Within two hours of the opening, Victoria Miro (1005) had sold half of her stand, with a number of Grayson Perry pots priced between $30,000 and $125,000 quickly finding buyers from Europe, the US and Venezuela. A collector had reserved Peter Doig’s orange-hued City Entrance, 1998-99, (in the region of $1m), while five abstract paintings by the young Argentinian artist Varda Caivano had found buyers at $12,000-$17,000.

Other big sales included two Jenny Holzer’ LED light pieces priced from $300,000 to $400,000 and a $75,000 marble footstool, Selection from Survival, 2006, and several of her editioned photo­graphs at the Chelsea-based Cheim & Read (623). White Cube (801) sold all three editions of Tracey Emin’s neon, I Promise To Love You, 2008, for $110,000 each. Gursky’s C-print Pyongyang II, Diptychon, 2007, a diptych tagged at $1.2m, also sold at Matthew Marks (509).

In the middle and lower price brackets, dealers were also doing brisk business.

“We were positively surprised by how secure people are; they are continuing to buy,” said Georg Kargl of Vienna (719). “We sold a couple of things in the first few hours in the medium price range, around $25,000.” He cited Thomas Locher’s painting Marx/Capital, 2007, at $30,000; a Mark Dion sculpture, The Tar Museum, 2006, at $18,000 and Michael Gumhold’s untitled 2008 painting for $4,500.
Gallery Side 2 of Tokyo (680) sold Shot 72, a painting by Udomsak Krisanamis, for $15,000 and two paintings by Yuko Murata for $5,000 each.

Dealers seemed to have prepared for a difficult Armory by bringing safe, somewhat conservative works, many sized to fit in any home. “There’s nothing that’s mind-bogglingly new and shocking here. There are a lot of solid pieces and a lot of mid-range prices,” said Graham Steele of White Cube. Off the record, another dealer put it dif­ferently: “It’s a bit boring,” he said.

In fact, it was the few large installation works in the fair that seemed to be hitting resistance; Thomas Hirschhorn’s huge Tool Table, 2007, at $180,000 at Arndt & Partner (629), and Sylvie Fleury’s hot pink crashed car, Skin Crime No. 6, 1997, at Eva Presenhuber (611) had not found buyers by day two. European dealers also had something else to worry about—fluctuating exchange rates. “The dollar is a problem because the rate changes every day.
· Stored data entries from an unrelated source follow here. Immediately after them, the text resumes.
use async_trait::async_trait;
use serde::Deserialize;
use serde_json::Value;

use super::{DataSource, parse_config, resolve_into};
use crate::catalog::{CatalogClient, CatalogScope, ResGroupRecord};
use crate::projector::{Project, ResourceState};
use crate::resolver::criteria::{optional_id, required_string};
use crate::resolver::{Criteria, LookupError, Resolver, ValidationError};

pub const TYPE_NAME: &str = "decs_resgroup";

const NAME_MAX_LEN: usize = 128;

#[derive(Debug, Default, Deserialize)]
struct RawResGroupConfig {
    name: Option<String>,
    tenant_id: Option<i64>,
}

#[derive(Debug, Clone, PartialEq, Eq)]
pub struct ResGroupCriteria {
    name: String,
    tenant_id: Option<i64>,
}

impl ResGroupCriteria {
    pub fn new(name: Option<String>, tenant_id: Option<i64>) -> Result<Self, ValidationError> {
        Ok(Self {
            name: required_string("name", name, NAME_MAX_LEN)?,
            tenant_id: optional_id("tenant_id", tenant_id)?,
        })
    }

    pub fn from_config(config: &Value) -> Result<Self, ValidationError> {
        let raw: RawResGroupConfig = parse_config(config)?;
        Self::new(raw.name, raw.tenant_id)
    }

    pub fn tenant_id(&self) -> Option<i64> {
        self.tenant_id
    }
}

impl Criteria<ResGroupRecord> for ResGroupCriteria {
    fn name(&self) -> &str {
        &self.name
    }

    fn scope(&self) -> CatalogScope {
        CatalogScope::new(self.tenant_id, None)
    }

    fn matches(&self, record: &ResGroupRecord) -> bool {
        self.tenant_id.is_none_or(|id| id == record.tenant_id())
    }
}

impl Project for ResGroupRecord {
    fn project(&self, state: &mut ResourceState) {
        state.set_id(self.id().to_string());
        state.set("tenant_id", self.tenant_id());
        state.set("tenant_name", self.tenant_name());
    }
}

pub struct ResGroupLookup {
    resolver: Resolver,
}

impl ResGroupLookup {
    pub fn new(resolver: Resolver) -> Self {
        Self { resolver }
    }
}

#[async_trait]
impl DataSource for ResGroupLookup {
    fn type_name(&self) -> &'static str {
        TYPE_NAME
    }

    async fn read(
        &self,
        config: &Value,
        catalog: &CatalogClient,
        state: &mut ResourceState,
    ) -> Result<(), LookupError> {
        let criteria = ResGroupCriteria::from_config(config)?;
        resolve_into::<ResGroupRecord, _>(&self.resolver, &criteria, catalog, state).await
    }
}
mod models;

use std::{fs, path::Path};

use url::Url;

pub use models::ControllerConfig; // Re-export the model type to callers.

pub const ENV_CONTROLLER_URL: &str = "DECS_CONTROLLER_URL";
pub const ENV_JWT: &str = "DECS_JWT";
pub const ENV_ALLOW_UNVERIFIED_SSL: &str = "DECS_ALLOW_UNVERIFIED_SSL";

// ---- Public API (serde hidden from callers) ----

/// Load from a JSON file path.
pub fn load_from_file(path: impl AsRef<Path>) -> Result<ControllerConfig, ControllerError> {
    let data = fs::read_to_string(path).map_err(ControllerError::Io)?;
    load_from_json_str(&data)
}

/// Load from a JSON string.
pub fn load_from_json_str(json: &str) -> Result<ControllerConfig, ControllerError> {
    let parsed: ControllerConfig = serde_json::from_str(json).map_err(ControllerError::Json)?;
    validate(parsed)
}

/// Load from `DECS_CONTROLLER_URL`, `DECS_JWT` and `DECS_ALLOW_UNVERIFIED_SSL`.
pub fn load_from_env() -> Result<ControllerConfig, ControllerError> {
    load_from_lookup(|var| std::env::var(var).ok())
}

fn load_from_lookup(get: impl Fn(&str) -> Option<String>) -> Result<ControllerConfig, ControllerError> {
    let url = get(ENV_CONTROLLER_URL).ok_or_else(|| ControllerError::MissingEnv(ENV_CONTROLLER_URL.to_string()))?;
    let mut config = ControllerConfig::new(url);
    if let Some(jwt) = get(ENV_JWT).filter(|t| !t.is_empty()) {
        config = config.with_jwt(jwt);
    }
    let allow = get(ENV_ALLOW_UNVERIFIED_SSL)
        .map(|v| matches!(v.to_ascii_lowercase().as_str(), "1" | "true"))
        .unwrap_or(false);
    validate(config.with_unverified_ssl(allow))
}

fn validate(config: ControllerConfig) -> Result<ControllerConfig, ControllerError> {
    let parsed = Url::parse(config.controller_url())
        .map_err(|e| ControllerError::InvalidUrl(format!("'{}': {e}", config.controller_url())))?;
    if !matches!(parsed.scheme(), "http" | "https") {
        return Err(ControllerError::InvalidUrl(format!(
            "'{}': scheme must be http or https",
            config.controller_url()
        )));
    }
    Ok(config)
}

// ---- Errors ----
#[derive(thiserror::Error, Debug)]
pub enum ControllerError {
    #[error("missing env var: {0}")]
    MissingEnv(String),
    #[error("invalid controller URL {0}")]
    InvalidUrl(String),
    #[error("invalid JWT: {0}")]
    InvalidJwt(String),
    #[error("cannot build HTTP client: {0}")]
    HttpClient(String),
    #[error("I/O error: {0}")]
    Io(#[from] std::io::Error),
    #[error("JSON error: {0}")]
    Json(#[from] serde_json::Error),
}
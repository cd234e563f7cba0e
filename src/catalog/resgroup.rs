use serde::{Deserialize, Serialize};

use super::{Candidate, null_as_default};

/// Resource group ("cloudspace") entry as returned by `cloudspaces/list`.
#[derive(Debug, Clone, PartialEq, Eq, Serialize, Deserialize)]
pub struct ResGroupRecord {
    id: i64,
    name: String,
    #[serde(default, deserialize_with = "null_as_default", rename = "accountId")]
    tenant_id: i64,
    #[serde(default, deserialize_with = "null_as_default", rename = "accountName")]
    tenant_name: String,
    #[serde(default, deserialize_with = "null_as_default")]
    status: String,
    #[serde(default, deserialize_with = "null_as_default")]
    location: String,
}

#[allow(unused)]
impl ResGroupRecord {
    pub fn new(id: i64, name: impl Into<String>, tenant_id: i64, tenant_name: impl Into<String>) -> Self {
        Self {
            id,
            name: name.into(),
            tenant_id,
            tenant_name: tenant_name.into(),
            status: String::new(),
            location: String::new(),
        }
    }

    pub fn id(&self) -> i64 {
        self.id
    }

    pub fn tenant_id(&self) -> i64 {
        self.tenant_id
    }

    pub fn tenant_name(&self) -> &str {
        &self.tenant_name
    }

    pub fn status(&self) -> &str {
        &self.status
    }

    pub fn location(&self) -> &str {
        &self.location
    }
}

impl Candidate for ResGroupRecord {
    const KIND: &'static str = "resource group";
    const LIST_API: &'static str = "/restmachine/cloudapi/cloudspaces/list";

    fn name(&self) -> &str {
        &self.name
    }
}
use std::fmt;

/// A criteria field that failed its static bounds check.
#[derive(thiserror::Error, Debug, Clone, PartialEq, Eq)]
#[error("invalid value for '{field}': {reason}")]
pub struct ValidationError {
    field: &'static str,
    reason: String,
}

impl ValidationError {
    pub fn new(field: &'static str, reason: impl Into<String>) -> Self {
        Self {
            field,
            reason: reason.into(),
        }
    }

    pub fn field(&self) -> &'static str {
        self.field
    }

    pub fn reason(&self) -> &str {
        &self.reason
    }
}

/// HTTP status of a failed call, or the absence of one when the request never
/// got a response (connect / timeout errors).
#[derive(Debug, Clone, Copy, PartialEq, Eq)]
pub struct HttpStatus(pub Option<u16>);

impl fmt::Display for HttpStatus {
    fn fmt(&self, f: &mut fmt::Formatter<'_>) -> fmt::Result {
        match self.0 {
            Some(code) => write!(f, "HTTP {code}"),
            None => f.write_str("no response"),
        }
    }
}

// ---- Errors ----
#[derive(thiserror::Error, Debug)]
pub enum LookupError {
    #[error(transparent)]
    Validation(#[from] ValidationError),
    #[error("API call {api} failed ({status}): {body}")]
    Transport {
        api: String,
        status: HttpStatus,
        body: String,
    },
    #[error("cannot decode response of {api}: {source}")]
    Decode {
        api: String,
        #[source]
        source: serde_json::Error,
    },
    #[error("Cannot find {kind} name {name:?}")]
    NotFound { kind: &'static str, name: String },
    #[error("{matches} {kind} records match name {name:?}; narrow the criteria")]
    Ambiguous {
        kind: &'static str,
        name: String,
        matches: usize,
    },
    #[error("unknown lookup type '{0}'")]
    UnknownLookup(String),
}

impl LookupError {
    pub fn transport(api: &str, status: Option<u16>, body: impl Into<String>) -> Self {
        LookupError::Transport {
            api: api.to_string(),
            status: HttpStatus(status),
            body: body.into(),
        }
    }

    pub fn decode(api: &str, source: serde_json::Error) -> Self {
        LookupError::Decode {
            api: api.to_string(),
            source,
        }
    }
}
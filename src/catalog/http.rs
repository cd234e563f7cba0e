use std::time::Duration;

use async_trait::async_trait;
use reqwest::{Client, header};
use tracing::{debug, warn};
use url::Url;

use super::{CatalogScope, CatalogTransport};
use crate::controller::{ControllerConfig, ControllerError};
use crate::resolver::LookupError;

/// Ceiling for a single read on the connection.
pub const READ_TIMEOUT: Duration = Duration::from_secs(30);
/// Ceiling for the whole request.
pub const DEFAULT_TIMEOUT: Duration = Duration::from_secs(60);

const USER_AGENT: &str = concat!("decs-lookup/", env!("CARGO_PKG_VERSION"));

/// [`CatalogTransport`] backed by `reqwest`, talking to a DECS controller.
#[derive(Debug, Clone)]
pub struct HttpTransport {
    base_url: String,
    http: Client,
}

impl HttpTransport {
    pub fn new(config: &ControllerConfig) -> Result<Self, ControllerError> {
        let mut default_headers = header::HeaderMap::new();
        if let Some(jwt) = config.jwt() {
            let value = header::HeaderValue::from_str(&format!("bearer {jwt}"))
                .map_err(|e| ControllerError::InvalidJwt(e.to_string()))?;
            default_headers.insert(header::AUTHORIZATION, value);
        }

        if config.allow_unverified_ssl() {
            warn!(controller = config.controller_url(), "TLS certificate verification is disabled");
        }

        let http = Client::builder()
            .default_headers(default_headers)
            .user_agent(USER_AGENT)
            .read_timeout(READ_TIMEOUT)
            .timeout(DEFAULT_TIMEOUT)
            .danger_accept_invalid_certs(config.allow_unverified_ssl())
            .build()
            .map_err(|e| ControllerError::HttpClient(e.to_string()))?;

        Ok(Self {
            base_url: config.controller_url().to_string(),
            http,
        })
    }

    fn endpoint(&self, api: &str, scope: &CatalogScope) -> Result<Url, LookupError> {
        let mut url = Url::parse(&format!("{}{}", self.base_url, api))
            .map_err(|e| LookupError::transport(api, None, format!("invalid endpoint URL: {e}")))?;
        let pairs = scope.query_pairs();
        if !pairs.is_empty() {
            url.query_pairs_mut().extend_pairs(pairs);
        }
        Ok(url)
    }
}

#[async_trait]
impl CatalogTransport for HttpTransport {
    async fn post(&self, api: &str, scope: &CatalogScope) -> Result<String, LookupError> {
        let url = self.endpoint(api, scope)?;
        debug!(%url, "POST");

        let res = self
            .http
            .post(url)
            .send()
            .await
            .map_err(|e| LookupError::transport(api, None, e.to_string()))?;

        let status = res.status();
        let body = res
            .text()
            .await
            .map_err(|e| LookupError::transport(api, Some(status.as_u16()), format!("read body: {e}")))?;

        if !status.is_success() {
            return Err(LookupError::transport(api, Some(status.as_u16()), body));
        }
        Ok(body)
    }
}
If it falls three or four per­cent, I lose,” said Andrée Sfeir-Semler (816). “Now my prices are in euros.” Nevertheless, she sold at least three works on the first day.For Europeans, though, the low dollar makes New York a bargain hunters’ paradise, and the fair man­agement reported that the number of Europeans registered for VIP cards was up 33%. European buy­ing was up significantly. “I sold to Swedes, Danes, Russians, Germans and Swiss,” said Zach Feuer (311). “Buying here used to be dominated by New York collectors,” he said.But the fair is not immune to US economic woes. Despite selling almost everything on his stand, including a George Condo nude for $225,000 and John Armleder’s fireplace installation, Siphon­ophora, 2005 for $290,000, Armory first-timer Simon Lee from London (1011) experienced some market caution: “A client put a reserve on Pistoletto’s mirrored Tre Uomini, 2007, at $480,000, but then came back and said ‘no, that’s too much at the present time’.”